What I want to note here is what is semi-taken for granted even by many who despise the Court’s corruption. And that is the way it is more or less assumed now that any law, prohibition, or imperative assumed or embraced by Democrats goes up for review by the Court as though it were some kind of Guardian Council or perhaps more aptly an upper legislative house like the House of Lords. Of course judicial review is not new. That goes back 225 years. Key pieces of New Deal legislation were overruled by the pre-Carolene Products Court. And you have the entire Lochner era in which the Court held that most of what we would now call garden-variety regulation was unconstitutional.
That history certainly anticipates the Court’s current corruption. But I would argue they are qualitatively different. The idea that contract rights largely, if not entirely, trumped state regulation was not a novel doctrine. And the Court at least generally did not oppose the partisan interests of one party over the other, which is certainly the case today. What we have today as part of the openly partisan nature of the Court is that really every major exercise of power by Democrats comes up for review, in many cases where there is not even an existing Federalist Society/conservative legal movement doctrine in play. I would argue that this begins with the Obamacare decision in 2012. It followed a model which has now become entirely familiar. It generally begins with mouthing off and brainstorming on social media — comments that then gets picked up by a few generally obscure law professors who fashion it into an argument. This argument is initially treated as absurd before rapidly gaining traction on the right and then rapidly getting taken up by the Court.

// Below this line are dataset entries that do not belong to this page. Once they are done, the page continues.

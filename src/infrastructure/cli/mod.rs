use crate::infrastructure::config::Config;
use clap::Parser;
use std::path::PathBuf;

#[derive(Debug, Parser)]
#[command(name = "tts")]
#[command(about = "Convert documents and web pages to speech audio", version)]
pub struct Cli {
    /// Document path (.txt, .md, .html, .pdf, .doc, .docx) or http(s) URL
    pub input: String,

    /// Output audio file; defaults to the input name with the provider's format
    #[arg(short, long)]
    pub output: Option<PathBuf>,

    /// Provider key from the config file
    #[arg(short, long)]
    pub provider: Option<String>,

    /// Chunks synthesized in parallel
    #[arg(short = 'j', long)]
    pub concurrency: Option<usize>,

    /// Largest chunk sent to the provider, in bytes
    #[arg(long)]
    pub max_chunk_bytes: Option<usize>,

    /// Skip the confirmation prompt for multi-chunk runs
    #[arg(short = 'y', long)]
    pub yes: bool,

    /// Config file (default: ~/.local/tts-cli/config.json)
    #[arg(long)]
    pub config: Option<PathBuf>,
}

impl Cli {
    /// Flags win over the config file and environment
    pub fn apply(&self, config: &mut Config) {
        if let Some(provider) = &self.provider {
            config.default_provider = provider.clone();
        }
        if let Some(concurrency) = self.concurrency {
            config.pipeline.concurrency = concurrency;
        }
        if let Some(max_chunk_bytes) = self.max_chunk_bytes {
            config.pipeline.max_chunk_bytes = max_chunk_bytes;
        }
        if self.yes {
            config.pipeline.assume_yes = true;
        }
    }
}
use crate::domain::narration::{PipelineState, Progress, ProgressError};
use std::io::ErrorKind;
use std::path::{Path, PathBuf};
use tokio::sync::Mutex;

/// Durable progress record for one output target, backed by a JSON file.
///
/// Every mutation happens under one lock and is written to disk before the
/// lock is released, so the file always reflects a superset of what any
/// earlier write recorded. Writes go to a temporary file that is renamed over
/// the record, so readers never see a partial document.
///
/// Two processes targeting the same output are not excluded from each other.
pub struct ProgressStore {
    path: PathBuf,
    state: Mutex<PipelineState>,
    resumed: bool,
}

impl ProgressStore {
    /// Read the record at `path`, if any.
    pub async fn load(path: &Path) -> Result<Option<PipelineState>, ProgressError> {
        let bytes = match tokio::fs::read(path).await {
            Ok(bytes) => bytes,
            Err(e) if e.kind() == ErrorKind::NotFound => return Ok(None),
            Err(source) => {
                return Err(ProgressError::Io {
                    path: path.to_path_buf(),
                    source,
                })
            }
        };

        let state = serde_json::from_slice(&bytes).map_err(|source| ProgressError::Corrupt {
            path: path.to_path_buf(),
            source,
        })?;
        Ok(Some(state))
    }

    /// Resume the record at `path`, or create and persist a fresh one holding
    /// `chunks`. A stored chunk list always wins over `chunks`.
    pub async fn init_or_resume(path: PathBuf, chunks: Vec<String>) -> Result<Self, ProgressError> {
        if let Some(state) = Self::load(&path).await? {
            if state.chunks != chunks {
                tracing::warn!(
                    state_file = %path.display(),
                    stored_chunks = state.chunks.len(),
                    fresh_chunks = chunks.len(),
                    "Stored chunk list differs from current input, resuming with stored chunks"
                );
            }
            tracing::info!(
                state_file = %path.display(),
                total = state.total(),
                completed = state.completed.len(),
                "Resuming from saved progress"
            );
            return Ok(Self {
                path,
                state: Mutex::new(state),
                resumed: true,
            });
        }

        let state = PipelineState::new(chunks);
        write_atomic(&path, &state).await?;
        tracing::info!(
            state_file = %path.display(),
            total = state.total(),
            "Created progress record"
        );

        Ok(Self {
            path,
            state: Mutex::new(state),
            resumed: false,
        })
    }

    pub fn path(&self) -> &Path {
        &self.path
    }

    pub fn resumed(&self) -> bool {
        self.resumed
    }

    pub async fn snapshot(&self) -> PipelineState {
        self.state.lock().await.clone()
    }

    /// Record a synthesized chunk and persist the record while still holding
    /// the lock. Recording the same artifact twice is a no-op.
    pub async fn mark_complete(&self, index: usize, artifact_id: &str) -> Result<Progress, ProgressError> {
        let mut state = self.state.lock().await;
        if state.mark_complete(artifact_id) {
            write_atomic(&self.path, &state).await?;
        } else {
            tracing::debug!(chunk_index = index, artifact = artifact_id, "Chunk already recorded");
        }

        Ok(Progress {
            completed: state.completed.len(),
            total: state.total(),
        })
    }

    /// Drop the completion record of an artifact that no longer exists.
    pub async fn forget(&self, artifact_id: &str) -> Result<(), ProgressError> {
        let mut state = self.state.lock().await;
        if state.forget(artifact_id) {
            write_atomic(&self.path, &state).await?;
        }
        Ok(())
    }

    /// Delete the record at `path`. Failures are logged, never returned: a
    /// stray record only makes a later run see a finished state.
    pub async fn clear(path: &Path) {
        match tokio::fs::remove_file(path).await {
            Ok(()) => tracing::debug!(state_file = %path.display(), "Progress record removed"),
            Err(e) if e.kind() == ErrorKind::NotFound => {}
            Err(e) => tracing::warn!(
                state_file = %path.display(),
                error = %e,
                "Failed to remove progress record"
            ),
        }
    }
}

async fn write_atomic(path: &Path, state: &PipelineState) -> Result<(), ProgressError> {
    let bytes = serde_json::to_vec_pretty(state)?;
    let mut tmp = path.as_os_str().to_owned();
    tmp.push(".tmp");
    let tmp = PathBuf::from(tmp);

    tokio::fs::write(&tmp, &bytes)
        .await
        .map_err(|source| ProgressError::Io {
            path: tmp.clone(),
            source,
        })?;
    tokio::fs::rename(&tmp, path)
        .await
        .map_err(|source| ProgressError::Io {
            path: path.to_path_buf(),
            source,
        })
}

At the time, the “surprise” decision to uphold the Obamacare individual mandate, largely the decision of John Roberts, was seen as a near miss or evidence of Roberts’ institutionalism. In retrospect, it is perhaps better seen as a latter-day version of Marbury v Madison, in which Chief Justice John Marshall cleverly rendered a decision that was of immediate benefit to his partisan opposition in order to entrench the general and empowering principle of judicial review. In the Obamacare case, Roberts allowed the individual mandate to remain (while striking down, on the basis of essentially nothing, Medicaid expansion) in order to lull constitutionalists into accept and even celebrating the purported institutionalism of a Court that would now sit in review of every law passed by Democrats. It is a classic case where the benefit of hindsight provides much greater clarity into what actually happened.

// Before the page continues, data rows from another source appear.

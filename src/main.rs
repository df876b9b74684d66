use clap::Parser;
use std::process::ExitCode;
use std::sync::Arc;
use tracing_subscriber::{layer::SubscriberExt, util::SubscriberInitExt};
use tts_cli::controllers::narrate::NarrateController;
use tts_cli::domain::narration::NarrationOutcome;
use tts_cli::error::AppResult;
use tts_cli::infrastructure::audio::FfmpegMerger;
use tts_cli::infrastructure::cli::Cli;
use tts_cli::infrastructure::config::{Config, LogFormat};
use tts_cli::infrastructure::prompt::{AutoConfirm, Confirmation, StdinConfirmation};

#[tokio::main]
async fn main() -> ExitCode {
    let cli = Cli::parse();

    match run(cli).await {
        Ok(outcome) => {
            match outcome {
                NarrationOutcome::Empty => eprintln!("Nothing to synthesize: the input has no text."),
                NarrationOutcome::SingleShot { output } => eprintln!("Audio saved to {}", output.display()),
                NarrationOutcome::Merged { output, chunks, .. } => {
                    eprintln!("Merged {} chunks into {}", chunks, output.display())
                }
            }
            ExitCode::SUCCESS
        }
        Err(e) => {
            tracing::error!(error = %e, exit_code = e.exit_code(), "Narration failed");
            eprintln!("Error: {}", e);
            ExitCode::from(&e)
        }
    }
}

async fn run(cli: Cli) -> AppResult<NarrationOutcome> {
    // Load configuration
    let mut config = Config::load(cli.config.as_deref())?;
    cli.apply(&mut config);

    // Initialize logging
    init_logging(&config);

    config.validate()?;

    tracing::info!(input = %cli.input, "Starting tts-cli {}", env!("CARGO_PKG_VERSION"));

    // === DEPENDENCY INJECTION SETUP ===
    let confirmation: Arc<dyn Confirmation> = if config.pipeline.assume_yes {
        Arc::new(AutoConfirm)
    } else {
        Arc::new(StdinConfirmation)
    };
    let merger = Arc::new(FfmpegMerger::new());
    let controller = NarrateController::new(Arc::new(config), merger, confirmation);

    controller.narrate(&cli.input, cli.output.as_deref()).await
}

fn init_logging(config: &Config) {
    let filter = tracing_subscriber::EnvFilter::try_from_default_env().unwrap_or_else(|_| "tts_cli=info".into());

    if config.log_format == LogFormat::Json {
        tracing_subscriber::registry()
            .with(filter)
            .with(tracing_subscriber::fmt::layer().json().with_writer(std::io::stderr))
            .init();
    } else {
        tracing_subscriber::registry()
            .with(filter)
            .with(tracing_subscriber::fmt::layer().pretty().with_writer(std::io::stderr))
            .init();
    }
}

In today’s decisions, it’s certainly good that the Court didn’t reject states’ ability to accept mail ballots dated by Election Day. But the idea that it was even reviewed is absurd. There’s no possible constitutional deficiency in these laws. There’s not even any basis for it in the fraudulent menagerie of Federalist Society jurisprudence. It is purely the product of the short-term partisan interests of the Republican Party and far more so the whims of Donald Trump. All of these states’ laws require absolute evidence that a vote is cast by Election Day. The constitution doesn’t speak to the speed of counting (nor does existing federal law) and the long tail of counting has lasted past election day literally for centuries. Congress might pass a law banning accepting post-dated votes after Election Day. (Even in that case, I think there’d need to be at least some rational basis question for why such a law would exist given that the primary responsibility for election administration rests with states, subject to regulation by congressional statute). In any case, that’s a question on which reasonable people can differ. There is simply no basis on which this can be considered unconstitutional or in violation of existing statutes. At least with the anti-constitutional destruction of independent agencies, which is a war on the legislative branch, the conservative legal movement has obsessed and hungered for for decades. So you can at least grant them that it merely aligns with Trump’s demands rather than being the child of them.
There’s simply no future for real democratic self-government in the United States with this corrupt Court in place. That seems like a vast statement. But it’s accurate. What you have at the moment is a system somewhat — yes — on par with Iran in which you have the structure of democratic self-government but with a Guardian Council that assures that the bad people (i.e. non-Republicans) aren’t actually allowed to exercise power. This is not how even a maximalist judicial review system is supposed to work, and Democrats must break the Court’s corruption at the first possible moment. With some luck, that will come in January 2029.